Bazı Hükümler
1. Üç talâkla boşanmış olan bir kadına, kocası nafaka ve mesken te mın etmekle mükellef değildir. İbn Abbâs ile Hasan el-Basrî, Amr b. Dînâr, İkrime, eş-Şa'bî, İmâm Ahmed, İshâk, bir rivayete göre Zâhiriyye ulemâsı ve tüm hadîs ulemâsı bu görüştedirler. İmâm Mâlik ile el-Evzâî, el-Leys b. Sa'd ve Şafiî'ye göre ise, kocasından üç talâkla boşanan bir kadın, hâmile değilse, kocası ona nafaka ve mesken te'mîn etmekle mükellef değildir. Fakat kadın hâmile ise, kocası, ona çocuğunu dünyaya getirinceye kadar nafakasını te'mîn etmekle mükelleftir. Delilleri ise, "Onları kendi oturduğunuz yerde iskân edin."[572] âyet-i kerîmesidir. Bu görüşte olan ulemâya göre Hz. Peygamber'in, Hz. Fâtıma'ya kocasının evinden İbn Ümm-i Mektûm'un evine taşınmaya izin vermesi onun mesken hakkını ibtâl etmek anlamına gelmez. Bu sadece Hz. Fâtıma'nın kendi kalacağı yeri kendinin seçmesinden ibarettir. Hz. Fâtıma'nın kocasının evinden çıkıp iddet süresi içinde başka bir yerde kalmayı ihtiyar etmesinin sebebi hakkında ise muhtelif rivayetler vardır. Hz. Âişe'ye- göre bunun sebebi, Hz. Fâtıma'nın, kocasının evini çok ıssız bulduğu için orada kalmaktan korkmasıdır. Delilleri ise 2292 numaralı hadîstir. Hz. Sa'd b. Müseyyeb'e göre ise, bu tebdîH mekânın sebebi Hz. Fâtıma'nın diliyle kocasının ev halkını incitmesidir. Nitekim "Onları evlerinden çıkarmayın. Kendileride çıkmasınlar. Ancak apaçık bir edepsizlik yaparlarsa başka..."[573] âyet-i kerimesinden de anlaşılan budur.

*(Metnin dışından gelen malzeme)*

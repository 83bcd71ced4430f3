// Per-evaluation script sandbox.
//
// Each evaluation gets a fresh Rhai engine bound to the five host functions
// and a read-only projection of the triggering message. Nothing survives
// between runs except what the script writes through `set`.

use std::cell::RefCell;
use std::collections::HashMap;
use std::rc::Rc;

use rhai::{Dynamic, Engine, Map, Scope};

use crate::message::{Message, Value};

/// What one sandbox run produced. `display` holds whatever the script wrote
/// before a failure; the caller decides to discard it when `error` is set.
pub(crate) struct Outcome {
    pub store: HashMap<String, Value>,
    pub display: HashMap<String, Value>,
    pub error: Option<String>,
}

struct SandboxState {
    store: HashMap<String, Value>,
    display: HashMap<String, Value>,
}

pub(crate) fn execute(script: &str, store: HashMap<String, Value>, message: &Message) -> Outcome {
    let state = Rc::new(RefCell::new(SandboxState {
        store,
        display: HashMap::new(),
    }));

    let engine = build_engine(&state);
    let mut scope = Scope::new();
    scope.push_constant("message", project_message(message));

    let error = engine
        .run_with_scope(&mut scope, script)
        .err()
        .map(|e| e.to_string());

    drop(engine);
    let state = state.borrow();
    Outcome {
        store: state.store.clone(),
        display: state.display.clone(),
        error,
    }
}

fn build_engine(state: &Rc<RefCell<SandboxState>>) -> Engine {
    let mut engine = Engine::new();

    let cell = state.clone();
    engine.register_fn("get", move |key: &str| -> Dynamic {
        if key.is_empty() {
            return Dynamic::UNIT;
        }
        cell.borrow()
            .store
            .get(key)
            .map(to_dynamic)
            .unwrap_or(Dynamic::UNIT)
    });

    let cell = state.clone();
    engine.register_fn("get", move |key: &str, default: Dynamic| -> Dynamic {
        if key.is_empty() {
            return Dynamic::UNIT;
        }
        match cell.borrow().store.get(key) {
            Some(value) => to_dynamic(value),
            None => default,
        }
    });

    let cell = state.clone();
    engine.register_fn("set", move |key: &str, value: Dynamic| {
        if key.is_empty() {
            return;
        }
        if let Some(value) = from_dynamic(&value) {
            cell.borrow_mut().store.insert(key.to_string(), value);
        }
    });

    for slot in ["title", "description", "action"] {
        let cell = state.clone();
        engine.register_fn(slot, move |value: Dynamic| {
            if let Some(value) = from_dynamic(&value) {
                cell.borrow_mut().display.insert(slot.to_string(), value);
            }
        });
    }

    engine
}

/// Read-only view of the message. Absent fields (empty name, zero
/// timestamp, no value) are omitted entirely; reading them from the script
/// yields unit, not a null placeholder.
fn project_message(message: &Message) -> Map {
    let mut map = Map::new();
    if !message.name.is_empty() {
        map.insert("name".into(), message.name.clone().into());
    }
    if message.timestamp != 0 {
        map.insert("timestamp".into(), Dynamic::from(message.timestamp));
    }
    if let Some(value) = &message.value {
        map.insert("value".into(), to_dynamic(value));
    }
    map
}

fn to_dynamic(value: &Value) -> Dynamic {
    match value {
        Value::Bool(b) => Dynamic::from(*b),
        Value::Int(i) => Dynamic::from(*i),
        Value::Float(f) => Dynamic::from(*f),
        Value::Text(s) => Dynamic::from(s.clone()),
    }
}

/// Scalars only; unit and structured values map to `None` so the host
/// no-ops on them.
fn from_dynamic(value: &Dynamic) -> Option<Value> {
    if value.is_unit() {
        return None;
    }
    if let Ok(b) = value.as_bool() {
        return Some(Value::Bool(b));
    }
    if let Ok(i) = value.as_int() {
        return Some(Value::Int(i));
    }
    if let Ok(f) = value.as_float() {
        return Some(Value::Float(f));
    }
    value.clone().into_string().ok().map(Value::Text)
}
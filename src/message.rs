// Measurement records and the name filter applied to them.

use serde::{Deserialize, Serialize};

/// The scalar value domain shared by measurements, profile stores and
/// display snapshots. Serialized untagged so the wire shape is the bare
/// JSON scalar. "Absent" is modeled as a missing key or `None`, never as a
/// null placeholder.
#[derive(Clone, Debug, PartialEq, Serialize, Deserialize)]
#[serde(untagged)]
pub enum Value {
    Bool(bool),
    Int(i64),
    Float(f64),
    Text(String),
}

/// One measurement from the upstream metrics feed.
///
/// A zero timestamp and an empty name mean the field was absent upstream;
/// such fields are omitted from the sandbox projection entirely.
#[derive(Clone, Debug, PartialEq, Serialize, Deserialize)]
pub struct Message {
    #[serde(default)]
    pub name: String,
    #[serde(default)]
    pub timestamp: i64,
    #[serde(default, skip_serializing_if = "Option::is_none")]
    pub value: Option<Value>,
}

/// Predicate over measurement names, owned by a profile definition.
///
/// An empty name set accepts every message. A profile posted without a
/// filter therefore sees all traffic instead of being silently dead, which
/// mirrors how the server itself subscribes upstream with no filter.
/// Replaced wholesale on profile update, never mutated in place.
#[derive(Clone, Debug, Default, PartialEq, Serialize, Deserialize)]
pub struct FilterDefinition {
    #[serde(default)]
    pub names: Vec<String>,
}

impl FilterDefinition {
    pub fn accepts(&self, name: &str) -> bool {
        self.names.is_empty() || self.names.iter().any(|n| n == name)
    }
}
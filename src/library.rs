// Shared script library.
//
// Profiles may reference a named script instead of carrying their own
// source. The library is loaded once at startup from a directory of
// `*.rhai` files, file stem = library id.

use std::collections::HashMap;
use std::path::Path;

use tracing::{info, warn};

#[derive(Debug, Default)]
pub struct ScriptLibrary {
    scripts: HashMap<String, String>,
}

impl ScriptLibrary {
    /// Load every readable `*.rhai` file under `dir`. A missing directory
    /// or an unreadable file is logged and skipped, never fatal.
    pub fn load_dir(dir: &Path) -> Self {
        let mut scripts = HashMap::new();
        let entries = match std::fs::read_dir(dir) {
            Ok(entries) => entries,
            Err(e) => {
                warn!(dir = %dir.display(), error = %e, "script library directory unavailable");
                return Self::default();
            }
        };
        for entry in entries.flatten() {
            let path = entry.path();
            if path.extension().and_then(|e| e.to_str()) != Some("rhai") {
                continue;
            }
            let stem = match path.file_stem().and_then(|s| s.to_str()) {
                Some(stem) => stem.to_string(),
                None => continue,
            };
            match std::fs::read_to_string(&path) {
                Ok(source) => {
                    scripts.insert(stem, source);
                }
                Err(e) => {
                    warn!(path = %path.display(), error = %e, "skipping unreadable library script")
                }
            }
        }
        info!(scripts = scripts.len(), "script library loaded");
        Self { scripts }
    }

    pub fn insert(&mut self, id: impl Into<String>, source: impl Into<String>) {
        self.scripts.insert(id.into(), source.into());
    }

    pub fn get(&self, id: &str) -> Option<&str> {
        self.scripts.get(id).map(String::as_str)
    }

    pub fn len(&self) -> usize {
        self.scripts.len()
    }

    pub fn is_empty(&self) -> bool {
        self.scripts.is_empty()
    }
}
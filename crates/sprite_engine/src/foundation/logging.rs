//! Logging utilities
//!
//! The engine logs through the `log` facade; applications pick the backend.
//! These helpers wire up `env_logger` for binaries and tests.

pub use log::{debug, error, info, trace, warn};

/// Initialize logging from the `RUST_LOG` environment variable
pub fn init() {
    env_logger::init();
}

/// Initialize logging with an explicit filter such as `"sprite_engine=debug"`
///
/// `RUST_LOG` still takes precedence when it is set.
pub fn init_with_filter(filter: &str) {
    env_logger::Builder::from_env(env_logger::Env::default().default_filter_or(filter)).init();
}

/// Initialize test-friendly logging; safe to call from every test
pub fn init_for_tests() {
    let _ = env_logger::builder().is_test(true).try_init();
}
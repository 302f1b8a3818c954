//! Collision response policy
//!
//! Each contact is resolved with a response chosen by a caller-supplied
//! function of `(moving, other)`. The moving sprite's own function wins, then
//! the world default, then [`CollisionResponse::Freeze`].

use std::fmt;
use std::rc::Rc;

use slotmap::SecondaryMap;

use crate::sprite::{Sprite, SpriteId};

/// How a moving sprite reacts to a contact
#[derive(Debug, Clone, Copy, PartialEq, Eq, Hash, Default)]
pub enum CollisionResponse {
    /// Stop moving along the contact normal, keep the tangential motion
    Slide,
    /// Stop at the contact point
    #[default]
    Freeze,
    /// Report the contact and pass through
    Overlap,
    /// Reflect the motion along the contact normal
    Bounce,
}

/// Response function; receives immutable snapshots of both sprites
pub type ResponseFn = Rc<dyn Fn(&Sprite, &Sprite) -> CollisionResponse>;

/// Wrap a closure as a [`ResponseFn`]
pub fn response_fn<F>(f: F) -> ResponseFn
where
    F: Fn(&Sprite, &Sprite) -> CollisionResponse + 'static,
{
    Rc::new(f)
}

/// A [`ResponseFn`] that always answers `response`
pub fn constant_response(response: CollisionResponse) -> ResponseFn {
    Rc::new(move |_: &Sprite, _: &Sprite| response)
}

/// Registered response functions
#[derive(Default, Clone)]
pub struct ResponsePolicy {
    per_sprite: SecondaryMap<SpriteId, ResponseFn>,
    fallback: Option<ResponseFn>,
}

impl ResponsePolicy {
    /// Create a policy that freezes on every contact
    pub fn new() -> Self {
        Self::default()
    }

    /// Set or clear the response function used when `id` is the moving sprite
    pub fn set_for_sprite(&mut self, id: SpriteId, response: Option<ResponseFn>) {
        match response {
            Some(f) => {
                self.per_sprite.insert(id, f);
            }
            None => {
                self.per_sprite.remove(id);
            }
        }
    }

    /// Set or clear the world-wide fallback
    pub fn set_default(&mut self, response: Option<ResponseFn>) {
        self.fallback = response;
    }

    /// Whether `id` has its own response function
    pub fn has_sprite_response(&self, id: SpriteId) -> bool {
        self.per_sprite.contains_key(id)
    }

    /// Give `to` the same response function as `from`
    pub fn copy_sprite_response(&mut self, from: SpriteId, to: SpriteId) {
        if let Some(f) = self.per_sprite.get(from).cloned() {
            self.per_sprite.insert(to, f);
        }
    }

    /// Drop the response function of a removed sprite
    pub fn forget(&mut self, id: SpriteId) {
        self.per_sprite.remove(id);
    }

    /// Drop every per-sprite function; the fallback survives
    pub fn clear_sprites(&mut self) {
        self.per_sprite.clear();
    }

    /// Response for `moving` hitting `other`
    pub fn resolve(&self, moving: &Sprite, other: &Sprite) -> CollisionResponse {
        self.per_sprite
            .get(moving.id())
            .or(self.fallback.as_ref())
            .map_or(CollisionResponse::Freeze, |f| f(moving, other))
    }
}

impl fmt::Debug for ResponsePolicy {
    fn fmt(&self, f: &mut fmt::Formatter<'_>) -> fmt::Result {
        f.debug_struct("ResponsePolicy")
            .field("per_sprite", &self.per_sprite.len())
            .field("has_fallback", &self.fallback.is_some())
            .finish()
    }
}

En-Nehâî ile Sevrî ve Hanefî ulemâsına göre ise, kocasından üç talâkla boşanan bir kadına iddet süresi içinde kocası nafaka ve mesken te'mîn etmekle mükelleftir. Bu durumda olan bir kadına kocasının nafaka te'mîn etmesi gerektiğine dâir delilleri "Onlara doğuruncaya kadar nafaka verin."[574] âyet-i kerîmesidir. Bu mevzuda kadının hâmile olması ile olmaması arasında bir fark yoktur. Bu görüşte olan ulemânın, sözü geçen kadına mesken te'mîn etmesi gerektiğine dâir delilleri ise, "onları kendi oturduğunuz yerde iskân edin"[575] âyet-i kerîmesidir.

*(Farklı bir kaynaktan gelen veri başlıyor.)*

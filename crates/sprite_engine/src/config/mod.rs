//! Configuration system
//!
//! Configuration structures are plain serde types. The [`Config`] trait adds
//! loading and saving in TOML and RON, picked by file extension.

mod world_config;

pub use world_config::WorldConfig;

pub use serde::{Deserialize, Serialize};

use std::path::Path;

/// Supported configuration file formats
#[derive(Debug, Clone, Copy, PartialEq, Eq)]
pub enum ConfigFormat {
    /// TOML (`.toml`)
    Toml,
    /// Rusty Object Notation (`.ron`)
    Ron,
}

impl ConfigFormat {
    /// Detect the format from a file extension
    pub fn from_path(path: &Path) -> Result<Self, ConfigError> {
        match path.extension().and_then(|ext| ext.to_str()) {
            Some("toml") => Ok(Self::Toml),
            Some("ron") => Ok(Self::Ron),
            _ => Err(ConfigError::UnsupportedFormat(path.display().to_string())),
        }
    }
}

/// Configuration trait
pub trait Config: Serialize + for<'de> Deserialize<'de> + Default {
    /// Parse configuration from a string in the given format
    fn from_str_as(contents: &str, format: ConfigFormat) -> Result<Self, ConfigError> {
        match format {
            ConfigFormat::Toml => toml::from_str(contents).map_err(|e| ConfigError::Parse(e.to_string())),
            ConfigFormat::Ron => ron::from_str(contents).map_err(|e| ConfigError::Parse(e.to_string())),
        }
    }

    /// Parse a TOML document
    fn from_toml_str(contents: &str) -> Result<Self, ConfigError> {
        Self::from_str_as(contents, ConfigFormat::Toml)
    }

    /// Parse a RON document
    fn from_ron_str(contents: &str) -> Result<Self, ConfigError> {
        Self::from_str_as(contents, ConfigFormat::Ron)
    }

    /// Render configuration as a string in the given format
    fn to_string_as(&self, format: ConfigFormat) -> Result<String, ConfigError> {
        match format {
            ConfigFormat::Toml => {
                toml::to_string_pretty(self).map_err(|e| ConfigError::Serialize(e.to_string()))
            }
            ConfigFormat::Ron => ron::ser::to_string_pretty(self, ron::ser::PrettyConfig::default())
                .map_err(|e| ConfigError::Serialize(e.to_string())),
        }
    }

    /// Load configuration from file
    fn load_from_file(path: impl AsRef<Path>) -> Result<Self, ConfigError> {
        let path = path.as_ref();
        let format = ConfigFormat::from_path(path)?;
        let contents = std::fs::read_to_string(path)?;
        Self::from_str_as(&contents, format)
    }

    /// Save configuration to file
    fn save_to_file(&self, path: impl AsRef<Path>) -> Result<(), ConfigError> {
        let path = path.as_ref();
        let contents = self.to_string_as(ConfigFormat::from_path(path)?)?;
        std::fs::write(path, contents).map_err(ConfigError::Io)
    }
}

/// Configuration errors
#[derive(thiserror::Error, Debug)]
pub enum ConfigError {
    /// IO error
    #[error("IO error: {0}")]
    Io(#[from] std::io::Error),

    /// Parse error
    #[error("Parse error: {0}")]
    Parse(String),

    /// Serialization error
    #[error("Serialization error: {0}")]
    Serialize(String),

    /// Unsupported format
    #[error("Unsupported format: {0}")]
    UnsupportedFormat(String),
}
#[test]
fn test_setters_reject_removed_handles() {
    let mut world = SpriteWorld::new();
    let id = sprite_at(&mut world, Rect::new(0.0, 0.0, 10.0, 10.0));
    world.set_tag(id, 3).unwrap();
    assert_eq!(world.tag(id).unwrap(), 3);
    world.remove_sprite(id).unwrap();

    assert!(matches!(world.set_tag(id, 4), Err(SpriteError::InvalidHandle(_))));
    assert!(matches!(world.set_userdata(id, None), Err(SpriteError::InvalidHandle(_))));
    assert!(matches!(
        world.set_image_flip(id, ImageFlip::default()),
        Err(SpriteError::InvalidHandle(_))
    ));
    assert!(matches!(world.set_z_index(id, 1), Err(SpriteError::InvalidHandle(_))));
    assert!(matches!(world.set_visible(id, false), Err(SpriteError::InvalidHandle(_))));
    assert!(matches!(world.remove_sprite(id), Err(SpriteError::InvalidHandle(_))));
}
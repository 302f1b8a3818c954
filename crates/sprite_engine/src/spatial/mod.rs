//! Spatial partitioning for the broad phase
//!
//! The index maps world regions to candidate sprites so collision resolution
//! and queries only run exact tests against nearby sprites. It is derived
//! data: the scene keeps it in step with the sprite store on every mutation.

mod grid;

pub use grid::UniformGrid;

use crate::foundation::math::Rect;
use crate::sprite::SpriteId;

/// Broad-phase interface
///
/// This abstraction allows swapping partitioning schemes (grid, interval
/// lists, trees) without touching collision resolution or queries.
pub trait SpatialIndex {
    /// Add a sprite covering `rect`
    fn insert(&mut self, id: SpriteId, rect: Rect);

    /// Move a sprite from `old` to `new`; inserts it if it is not indexed yet
    fn update(&mut self, id: SpriteId, old: Rect, new: Rect);

    /// Remove a sprite, returning whether it was indexed
    fn remove(&mut self, id: SpriteId) -> bool;

    /// Sorted, deduplicated candidates whose indexed rect may intersect `region`
    ///
    /// Never misses a sprite whose rect intersects the region (touching edges
    /// included). Sprites indexed with a zero-area rect are never returned.
    fn candidates_for_region(&self, region: Rect) -> Vec<SpriteId>;

    /// Rect currently recorded for a sprite
    fn indexed_rect(&self, id: SpriteId) -> Option<Rect>;

    /// Remove every entry
    fn clear(&mut self);

    /// Number of indexed sprites, degenerate ones included
    fn len(&self) -> usize;

    /// Whether nothing is indexed
    fn is_empty(&self) -> bool {
        self.len() == 0
    }
}
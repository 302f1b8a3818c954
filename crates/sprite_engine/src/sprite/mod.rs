//! Sprite records and the store that owns them

mod store;
mod types;

pub use store::SpriteStore;
pub use types::{ImageFlip, ImageHandle, Sprite, SpriteFlags, SpriteId, UserData};
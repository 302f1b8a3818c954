//! Sprite storage with stable handles and z-ordering

use std::cell::RefCell;
use std::cmp::Ordering;

use slotmap::SlotMap;

use super::types::{Sprite, SpriteId};
use crate::error::{SpriteError, SpriteResult};

/// Owns every live sprite
///
/// Iteration order is ascending z-index, ties broken by insertion order.
/// The sorted order is cached and rebuilt lazily after inserts, removals and
/// z-index changes.
#[derive(Debug, Default)]
pub struct SpriteStore {
    sprites: SlotMap<SpriteId, Sprite>,
    next_sequence: u64,
    order: RefCell<Option<Vec<SpriteId>>>,
}

impl SpriteStore {
    /// Create an empty store
    pub fn new() -> Self {
        Self::default()
    }

    /// Insert a fresh sprite with zero bounds
    pub fn insert(&mut self) -> SpriteId {
        let sequence = self.take_sequence();
        self.invalidate_order();
        self.sprites.insert_with_key(|id| Sprite::new(id, sequence))
    }

    /// Insert a copy of `source` under a new handle
    pub fn insert_copy(&mut self, source: &Sprite) -> SpriteId {
        let sequence = self.take_sequence();
        self.invalidate_order();
        self.sprites.insert_with_key(|id| Sprite {
            id,
            sequence,
            ..source.clone()
        })
    }

    /// Look up a sprite
    pub fn get(&self, id: SpriteId) -> SpriteResult<&Sprite> {
        self.sprites.get(id).ok_or(SpriteError::InvalidHandle(id))
    }

    /// Look up a sprite for mutation; z-index changes must go through [`Self::set_z_index`]
    pub(crate) fn get_mut(&mut self, id: SpriteId) -> SpriteResult<&mut Sprite> {
        self.sprites.get_mut(id).ok_or(SpriteError::InvalidHandle(id))
    }

    /// Change a sprite's z-index
    pub fn set_z_index(&mut self, id: SpriteId, z_index: i16) -> SpriteResult<()> {
        let sprite = self.get_mut(id)?;
        if sprite.z_index != z_index {
            sprite.z_index = z_index;
            self.invalidate_order();
        }
        Ok(())
    }

    /// Remove a sprite, returning its final state
    pub fn remove(&mut self, id: SpriteId) -> SpriteResult<Sprite> {
        let sprite = self.sprites.remove(id).ok_or(SpriteError::InvalidHandle(id))?;
        self.invalidate_order();
        Ok(sprite)
    }

    /// Remove every sprite; all outstanding handles become invalid
    pub fn clear(&mut self) {
        self.sprites.clear();
        self.invalidate_order();
    }

    /// Whether the handle names a live sprite
    pub fn contains(&self, id: SpriteId) -> bool {
        self.sprites.contains_key(id)
    }

    /// Number of live sprites
    pub fn len(&self) -> usize {
        self.sprites.len()
    }

    /// Whether the store is empty
    pub fn is_empty(&self) -> bool {
        self.sprites.is_empty()
    }

    /// Handles in iteration order (ascending z, then insertion)
    pub fn ordered_ids(&self) -> Vec<SpriteId> {
        let mut cache = self.order.borrow_mut();
        cache
            .get_or_insert_with(|| {
                let mut ids: Vec<SpriteId> = self.sprites.keys().collect();
                ids.sort_by(|a, b| Self::compare(&self.sprites[*a], &self.sprites[*b]));
                ids
            })
            .clone()
    }

    /// Sprites in iteration order
    pub fn iter_ordered(&self) -> impl Iterator<Item = &Sprite> + '_ {
        self.ordered_ids().into_iter().map(move |id| &self.sprites[id])
    }

    /// Sort `ids` into iteration order, dropping handles that are no longer live
    pub fn sort_by_order(&self, ids: &mut Vec<SpriteId>) {
        ids.retain(|id| self.sprites.contains_key(*id));
        ids.sort_by(|a, b| Self::compare(&self.sprites[*a], &self.sprites[*b]));
    }

    /// Iteration order of two sprites
    pub fn compare(a: &Sprite, b: &Sprite) -> Ordering {
        a.z_index.cmp(&b.z_index).then(a.sequence.cmp(&b.sequence))
    }

    fn take_sequence(&mut self) -> u64 {
        let sequence = self.next_sequence;
        self.next_sequence += 1;
        sequence
    }

    fn invalidate_order(&self) {
        self.order.borrow_mut().take();
    }
}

Hz. Ömer ile ibn Mesud (r.a.)'da bu görüştedirler. Hz. Peygamber'in üç talâkla boşanmış olan Hz. Fâtıma'ya, nafaka ve mesken hakkı tanımadığını ifâde, eden ve mevzûmuzu teşkîl eden Ebû Dâvud hadîsini delîl olarak kabul etmeyen kimseler ise, bu hadîsin pek çok sahâbi tarafından reddedildiğini ileri sürerler ve iddialarını isbat için şu hadîsleri gösterirler;
Fatıma bint Kays dedi ki: "Rasûlullah zamanında kocam beni üç talâkla boşadı ve bunun üzerine Rasûl-i Ekrem; "Sana nafaka ve mesken yoktur" buyurdu deyince, Hz. Ömer bu rivayete itimâd edemedi ve onu kabuî etmedi." [576]

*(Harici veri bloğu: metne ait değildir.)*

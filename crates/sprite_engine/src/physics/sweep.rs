//! Narrow-phase rectangle tests
//!
//! A moving rect against a stationary rect reduces to a point against their
//! Minkowski sum: the other rect grown by the mover's size, tested against the
//! mover's origin. The slab method then gives entry/exit fractions per axis.

use crate::foundation::math::{CollisionNormal, Rect, Vec2};

/// Result of sweeping one rect against another
#[derive(Debug, Clone, Copy, PartialEq)]
pub struct Contact {
    /// Fraction of the displacement at which contact starts, in `[0, 1)`
    pub t: f32,
    /// The rects already overlapped before moving
    pub overlaps: bool,
    /// Contact normal pointing away from the other rect
    pub normal: CollisionNormal,
    /// Origin of the moving rect at the moment of contact
    pub touch: Vec2,
}

/// Minkowski sum of `other` and the size of `moving`, anchored for `moving`'s origin
fn minkowski(moving: &Rect, other: &Rect) -> Rect {
    Rect::new(
        other.x - moving.width,
        other.y - moving.height,
        other.width + moving.width,
        other.height + moving.height,
    )
}

/// Entry and exit fractions along one axis, `None` when the axis never overlaps
fn slab(origin: f32, delta: f32, low: f32, high: f32) -> Option<(f32, f32)> {
    if delta == 0.0 {
        if origin > low && origin < high {
            Some((f32::NEG_INFINITY, f32::INFINITY))
        } else {
            None
        }
    } else {
        let t1 = (low - origin) / delta;
        let t2 = (high - origin) / delta;
        Some((t1.min(t2), t1.max(t2)))
    }
}

/// Minimum translation out of an overlap; ties prefer -x, +x, -y, +y
fn separate(origin: Vec2, sum: &Rect) -> Contact {
    let candidates = [
        (origin.x - sum.x, CollisionNormal::new(-1, 0), Vec2::new(sum.x, origin.y)),
        (sum.right() - origin.x, CollisionNormal::new(1, 0), Vec2::new(sum.right(), origin.y)),
        (origin.y - sum.y, CollisionNormal::new(0, -1), Vec2::new(origin.x, sum.y)),
        (sum.bottom() - origin.y, CollisionNormal::new(0, 1), Vec2::new(origin.x, sum.bottom())),
    ];

    let mut best = candidates[0];
    for candidate in &candidates[1..] {
        if candidate.0 < best.0 {
            best = *candidate;
        }
    }

    Contact {
        t: 0.0,
        overlaps: true,
        normal: best.1,
        touch: best.2,
    }
}

/// Sweep `moving` by `delta` against the stationary `other`
///
/// Returns a contact when the rects overlap at the start, or when their
/// interiors start to overlap at some `t` in `[0, 1)`. Grazing along a shared
/// edge is not a contact.
pub fn sweep_rects(moving: &Rect, delta: Vec2, other: &Rect) -> Option<Contact> {
    if moving.is_empty() || other.is_empty() {
        return None;
    }

    let sum = minkowski(moving, other);
    let origin = moving.origin();

    if origin.x > sum.x && origin.x < sum.right() && origin.y > sum.y && origin.y < sum.bottom() {
        return Some(separate(origin, &sum));
    }

    let (enter_x, exit_x) = slab(origin.x, delta.x, sum.x, sum.right())?;
    let (enter_y, exit_y) = slab(origin.y, delta.y, sum.y, sum.bottom())?;

    let t_entry = enter_x.max(enter_y);
    let t_exit = exit_x.min(exit_y);
    if !(t_entry < t_exit) || t_entry < 0.0 || t_entry >= 1.0 {
        return None;
    }

    let hit_x = enter_x > enter_y || (enter_x == enter_y && delta.x != 0.0);
    let (normal, touch) = if hit_x {
        let edge = if delta.x > 0.0 { sum.x } else { sum.right() };
        let normal = CollisionNormal::new(if delta.x > 0.0 { -1 } else { 1 }, 0);
        (normal, Vec2::new(edge, origin.y + delta.y * t_entry))
    } else {
        let edge = if delta.y > 0.0 { sum.y } else { sum.bottom() };
        let normal = CollisionNormal::new(0, if delta.y > 0.0 { -1 } else { 1 });
        (normal, Vec2::new(origin.x + delta.x * t_entry, edge))
    };

    Some(Contact {
        t: t_entry.clamp(0.0, 1.0),
        overlaps: false,
        normal,
        touch,
    })
}

/// Positive-area overlap expressed as a zero-displacement sweep
pub fn rects_overlap(a: &Rect, b: &Rect) -> bool {
    sweep_rects(a, Vec2::zeros(), b).is_some_and(|contact| contact.overlaps)
}

/// Clip the segment `start -> end` against `rect` (Liang-Barsky)
///
/// Returns the entry and exit fractions along the segment. The clipped part
/// must lie in the half-open rect, so a segment running along the right or
/// bottom edge is a miss.
pub fn clip_segment(start: Vec2, end: Vec2, rect: &Rect) -> Option<(f32, f32)> {
    if rect.is_empty() {
        return None;
    }

    let delta = end - start;
    let mut t0 = 0.0_f32;
    let mut t1 = 1.0_f32;

    let edges = [
        (-delta.x, start.x - rect.x),
        (delta.x, rect.right() - start.x),
        (-delta.y, start.y - rect.y),
        (delta.y, rect.bottom() - start.y),
    ];

    for (p, q) in edges {
        if p == 0.0 {
            if q < 0.0 {
                return None;
            }
        } else {
            let r = q / p;
            if p < 0.0 {
                if r > t1 {
                    return None;
                }
                t0 = t0.max(r);
            } else {
                if r < t0 {
                    return None;
                }
                t1 = t1.min(r);
            }
        }
    }

    let midpoint = start + delta * ((t0 + t1) * 0.5);
    if rect.contains_point(midpoint) {
        Some((t0, t1))
    } else {
        None
    }
}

Ebû îshâk dedi ki; Esved b. Yezid'le Ulu Câmi'de oturuyorduk. Şâ'bî de yanımızda idi. Derken Şa'bî, Fâtıma bint Kays hadîsini ve Rasûlullah (s.a.)'in ona mesken ve nafaka vermediğini rivayet etti. Bundan sonra Esved bir avuç çakıl taşı alarak onun üzerine attı ve şunları söyledi;
Yazık sana! Böyle birşeyi rivayet ediyorsun! Ömer, "biz Allah'ın kitabını ve Peygamberimiz (s.a.)'in sünnetini belleyip bellemediğini bilmediğimiz bir kadının sözü ile terk etmeyiz; Ona mesken de vardır, nafaka da. Allah azze ve celle "Onları evlerinden çıkarmayın. Kendileri de çıkmasınlar. Meğer ki aşikâr bir kötülük işlemiş olsunlar"[577] buyurmuştur, dedi. İbn Abbâs (r.a.)'ya göre kadının aşikâr olan kötülüğünden maksat, ağzının bozuk olması ve diliyle etrafını incitmesidir. Bu tefsire göre Hz. Fâtıma'nın kocasının evinden başka bir yere taşınmasının sebebi nafaka ve mesken olmadığından değil, diliyle kocasının ev halkını incitmesinden-dir. Nitekim 2294 ve 2296 numaralı hadîs-i şeriflerde bu görüşü doğrulamaktadır.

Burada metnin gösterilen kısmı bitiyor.